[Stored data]
..............................

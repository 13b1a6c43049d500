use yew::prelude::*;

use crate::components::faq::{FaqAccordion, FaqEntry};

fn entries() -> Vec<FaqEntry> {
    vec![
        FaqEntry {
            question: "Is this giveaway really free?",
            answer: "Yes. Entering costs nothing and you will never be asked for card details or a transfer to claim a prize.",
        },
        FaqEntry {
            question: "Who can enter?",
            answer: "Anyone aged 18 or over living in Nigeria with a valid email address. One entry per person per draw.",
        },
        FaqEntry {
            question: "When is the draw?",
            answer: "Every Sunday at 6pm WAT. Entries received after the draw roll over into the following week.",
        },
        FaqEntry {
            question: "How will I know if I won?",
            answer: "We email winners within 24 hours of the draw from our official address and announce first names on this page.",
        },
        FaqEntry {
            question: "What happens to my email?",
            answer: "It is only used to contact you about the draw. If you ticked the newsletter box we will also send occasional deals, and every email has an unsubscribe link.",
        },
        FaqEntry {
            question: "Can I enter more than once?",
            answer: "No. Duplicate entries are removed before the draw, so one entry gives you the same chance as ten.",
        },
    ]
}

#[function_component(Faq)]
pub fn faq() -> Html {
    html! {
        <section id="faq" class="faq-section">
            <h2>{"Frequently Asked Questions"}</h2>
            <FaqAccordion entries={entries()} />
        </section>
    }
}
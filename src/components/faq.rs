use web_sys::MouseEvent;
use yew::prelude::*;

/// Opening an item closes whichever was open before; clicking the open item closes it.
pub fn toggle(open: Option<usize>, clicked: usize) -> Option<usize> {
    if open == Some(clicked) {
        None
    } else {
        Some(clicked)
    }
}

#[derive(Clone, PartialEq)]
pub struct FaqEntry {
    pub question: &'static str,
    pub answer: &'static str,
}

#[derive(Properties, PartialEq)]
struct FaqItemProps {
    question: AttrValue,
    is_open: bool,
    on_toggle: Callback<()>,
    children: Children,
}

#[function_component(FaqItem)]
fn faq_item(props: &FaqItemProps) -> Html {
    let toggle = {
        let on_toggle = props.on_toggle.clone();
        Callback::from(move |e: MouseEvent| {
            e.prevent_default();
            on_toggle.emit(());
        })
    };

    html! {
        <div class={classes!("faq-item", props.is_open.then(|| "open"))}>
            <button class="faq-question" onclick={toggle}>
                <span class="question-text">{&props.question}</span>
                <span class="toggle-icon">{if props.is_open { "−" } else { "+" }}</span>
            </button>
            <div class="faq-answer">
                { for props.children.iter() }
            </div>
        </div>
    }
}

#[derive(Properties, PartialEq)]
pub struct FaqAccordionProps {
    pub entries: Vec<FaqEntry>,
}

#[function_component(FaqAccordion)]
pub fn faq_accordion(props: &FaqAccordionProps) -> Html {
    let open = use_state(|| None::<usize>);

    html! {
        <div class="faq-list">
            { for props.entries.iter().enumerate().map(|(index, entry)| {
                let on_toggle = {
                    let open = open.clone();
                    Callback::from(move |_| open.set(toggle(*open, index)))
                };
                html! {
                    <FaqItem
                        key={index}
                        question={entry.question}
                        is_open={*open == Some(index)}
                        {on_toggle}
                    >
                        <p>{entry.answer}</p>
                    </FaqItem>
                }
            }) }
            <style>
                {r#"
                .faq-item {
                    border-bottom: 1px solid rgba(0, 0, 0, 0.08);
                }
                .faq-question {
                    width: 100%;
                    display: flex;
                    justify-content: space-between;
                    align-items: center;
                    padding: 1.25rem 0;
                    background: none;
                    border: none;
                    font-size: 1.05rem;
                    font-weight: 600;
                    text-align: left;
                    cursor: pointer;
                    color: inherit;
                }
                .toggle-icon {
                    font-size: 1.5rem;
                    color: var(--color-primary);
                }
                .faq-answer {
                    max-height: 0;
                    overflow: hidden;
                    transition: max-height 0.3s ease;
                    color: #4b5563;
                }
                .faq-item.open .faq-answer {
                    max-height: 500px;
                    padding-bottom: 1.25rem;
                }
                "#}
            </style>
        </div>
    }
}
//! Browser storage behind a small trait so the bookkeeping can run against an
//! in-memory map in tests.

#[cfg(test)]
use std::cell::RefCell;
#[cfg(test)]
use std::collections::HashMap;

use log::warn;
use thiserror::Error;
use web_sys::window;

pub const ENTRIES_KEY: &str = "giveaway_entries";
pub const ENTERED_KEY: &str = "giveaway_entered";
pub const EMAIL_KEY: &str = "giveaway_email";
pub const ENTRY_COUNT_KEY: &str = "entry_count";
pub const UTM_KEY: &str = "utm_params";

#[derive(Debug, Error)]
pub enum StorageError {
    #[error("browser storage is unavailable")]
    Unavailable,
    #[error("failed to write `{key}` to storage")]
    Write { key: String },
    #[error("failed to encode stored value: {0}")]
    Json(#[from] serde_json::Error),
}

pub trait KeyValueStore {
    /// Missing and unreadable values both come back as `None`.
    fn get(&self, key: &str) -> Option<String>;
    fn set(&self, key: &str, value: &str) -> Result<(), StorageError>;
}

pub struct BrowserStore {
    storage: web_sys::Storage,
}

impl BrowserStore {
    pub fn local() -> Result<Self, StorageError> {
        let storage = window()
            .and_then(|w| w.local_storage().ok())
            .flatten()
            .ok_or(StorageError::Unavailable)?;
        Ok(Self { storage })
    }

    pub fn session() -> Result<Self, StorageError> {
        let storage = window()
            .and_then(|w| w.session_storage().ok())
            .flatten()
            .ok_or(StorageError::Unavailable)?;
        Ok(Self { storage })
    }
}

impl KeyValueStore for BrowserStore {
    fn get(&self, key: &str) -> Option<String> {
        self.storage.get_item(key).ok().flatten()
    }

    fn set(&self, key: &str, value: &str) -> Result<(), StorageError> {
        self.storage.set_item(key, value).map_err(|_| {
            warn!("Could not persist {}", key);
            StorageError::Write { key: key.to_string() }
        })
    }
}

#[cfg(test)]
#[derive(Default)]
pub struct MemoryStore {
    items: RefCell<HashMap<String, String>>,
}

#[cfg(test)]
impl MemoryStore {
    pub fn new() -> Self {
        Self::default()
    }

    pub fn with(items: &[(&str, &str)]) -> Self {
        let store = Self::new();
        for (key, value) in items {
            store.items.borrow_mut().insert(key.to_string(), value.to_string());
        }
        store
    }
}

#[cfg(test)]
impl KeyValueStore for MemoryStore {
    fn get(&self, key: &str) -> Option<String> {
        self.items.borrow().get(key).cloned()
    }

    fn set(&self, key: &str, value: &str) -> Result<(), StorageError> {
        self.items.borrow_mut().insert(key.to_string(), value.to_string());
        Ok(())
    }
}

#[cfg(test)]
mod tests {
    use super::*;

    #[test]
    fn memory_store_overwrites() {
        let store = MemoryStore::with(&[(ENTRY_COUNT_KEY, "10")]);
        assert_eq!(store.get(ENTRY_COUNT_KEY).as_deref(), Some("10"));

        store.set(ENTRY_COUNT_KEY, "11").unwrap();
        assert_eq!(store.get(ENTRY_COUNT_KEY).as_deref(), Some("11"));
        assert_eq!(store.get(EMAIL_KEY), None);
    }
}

..............................

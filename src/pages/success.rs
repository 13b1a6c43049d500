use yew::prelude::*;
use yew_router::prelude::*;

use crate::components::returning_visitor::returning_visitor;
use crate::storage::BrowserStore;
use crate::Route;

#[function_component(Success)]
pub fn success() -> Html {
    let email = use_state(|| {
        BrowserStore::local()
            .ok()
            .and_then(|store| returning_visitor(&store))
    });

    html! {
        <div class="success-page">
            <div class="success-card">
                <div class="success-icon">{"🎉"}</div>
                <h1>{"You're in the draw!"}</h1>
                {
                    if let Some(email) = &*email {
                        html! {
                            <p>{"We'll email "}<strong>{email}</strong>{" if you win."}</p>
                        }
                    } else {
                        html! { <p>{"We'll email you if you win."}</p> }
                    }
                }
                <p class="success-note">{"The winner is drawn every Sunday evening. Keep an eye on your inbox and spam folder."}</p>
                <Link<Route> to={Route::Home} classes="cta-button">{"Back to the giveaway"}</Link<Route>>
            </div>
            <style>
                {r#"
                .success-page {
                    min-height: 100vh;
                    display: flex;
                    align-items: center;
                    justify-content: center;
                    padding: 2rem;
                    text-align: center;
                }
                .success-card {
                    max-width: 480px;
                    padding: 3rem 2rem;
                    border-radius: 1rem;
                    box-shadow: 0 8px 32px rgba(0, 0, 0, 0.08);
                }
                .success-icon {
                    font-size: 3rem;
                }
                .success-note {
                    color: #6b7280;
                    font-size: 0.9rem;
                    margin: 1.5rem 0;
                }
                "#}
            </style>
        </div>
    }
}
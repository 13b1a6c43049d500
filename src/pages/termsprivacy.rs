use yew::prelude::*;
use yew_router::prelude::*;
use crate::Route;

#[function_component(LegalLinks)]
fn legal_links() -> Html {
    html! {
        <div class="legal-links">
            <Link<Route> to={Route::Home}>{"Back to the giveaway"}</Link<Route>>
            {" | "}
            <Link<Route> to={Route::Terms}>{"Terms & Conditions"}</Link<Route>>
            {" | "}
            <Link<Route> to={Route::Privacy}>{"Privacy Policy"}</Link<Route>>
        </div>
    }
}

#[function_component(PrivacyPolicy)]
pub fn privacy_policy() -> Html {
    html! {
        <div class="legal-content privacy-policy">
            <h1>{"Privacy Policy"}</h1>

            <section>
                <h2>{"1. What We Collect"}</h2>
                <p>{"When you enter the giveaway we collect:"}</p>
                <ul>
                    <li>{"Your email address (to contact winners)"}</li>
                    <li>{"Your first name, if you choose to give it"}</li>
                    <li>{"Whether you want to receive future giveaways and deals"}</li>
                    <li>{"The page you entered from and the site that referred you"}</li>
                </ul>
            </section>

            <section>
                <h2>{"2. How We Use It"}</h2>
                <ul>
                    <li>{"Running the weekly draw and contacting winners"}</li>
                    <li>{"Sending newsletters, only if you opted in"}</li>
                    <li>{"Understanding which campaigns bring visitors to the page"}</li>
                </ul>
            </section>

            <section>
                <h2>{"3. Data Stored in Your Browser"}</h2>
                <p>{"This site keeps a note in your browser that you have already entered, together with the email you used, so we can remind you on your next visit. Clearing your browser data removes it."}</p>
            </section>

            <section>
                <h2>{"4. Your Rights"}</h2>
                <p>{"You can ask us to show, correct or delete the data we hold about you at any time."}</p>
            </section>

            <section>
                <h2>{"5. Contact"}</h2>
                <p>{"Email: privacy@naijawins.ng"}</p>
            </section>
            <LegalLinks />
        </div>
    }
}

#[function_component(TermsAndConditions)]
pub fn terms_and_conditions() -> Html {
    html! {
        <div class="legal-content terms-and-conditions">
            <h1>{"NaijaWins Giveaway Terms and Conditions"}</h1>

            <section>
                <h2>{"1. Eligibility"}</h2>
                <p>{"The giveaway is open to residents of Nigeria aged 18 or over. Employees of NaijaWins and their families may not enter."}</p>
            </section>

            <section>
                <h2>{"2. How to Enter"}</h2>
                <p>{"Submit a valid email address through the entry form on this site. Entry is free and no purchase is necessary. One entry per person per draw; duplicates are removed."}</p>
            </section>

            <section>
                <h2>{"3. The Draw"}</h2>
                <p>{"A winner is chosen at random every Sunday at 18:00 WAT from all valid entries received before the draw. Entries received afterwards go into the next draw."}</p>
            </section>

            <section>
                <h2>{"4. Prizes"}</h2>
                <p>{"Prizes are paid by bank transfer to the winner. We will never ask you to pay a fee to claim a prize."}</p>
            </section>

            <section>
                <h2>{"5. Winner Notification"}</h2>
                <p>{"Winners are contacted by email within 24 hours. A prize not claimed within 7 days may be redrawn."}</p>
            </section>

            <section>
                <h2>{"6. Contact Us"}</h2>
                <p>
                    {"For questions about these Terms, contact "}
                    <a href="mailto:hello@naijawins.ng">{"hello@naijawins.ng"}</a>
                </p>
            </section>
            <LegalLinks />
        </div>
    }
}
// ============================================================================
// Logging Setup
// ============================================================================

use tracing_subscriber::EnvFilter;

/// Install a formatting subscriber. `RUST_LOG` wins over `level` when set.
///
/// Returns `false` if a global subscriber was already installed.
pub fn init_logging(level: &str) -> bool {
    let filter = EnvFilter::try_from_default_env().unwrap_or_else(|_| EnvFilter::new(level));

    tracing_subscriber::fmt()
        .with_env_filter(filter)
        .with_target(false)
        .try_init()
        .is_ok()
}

..............................

In the entries, some lines may contain the word "crate". Give how many do, as a number by itself.

(Answer to this task)
5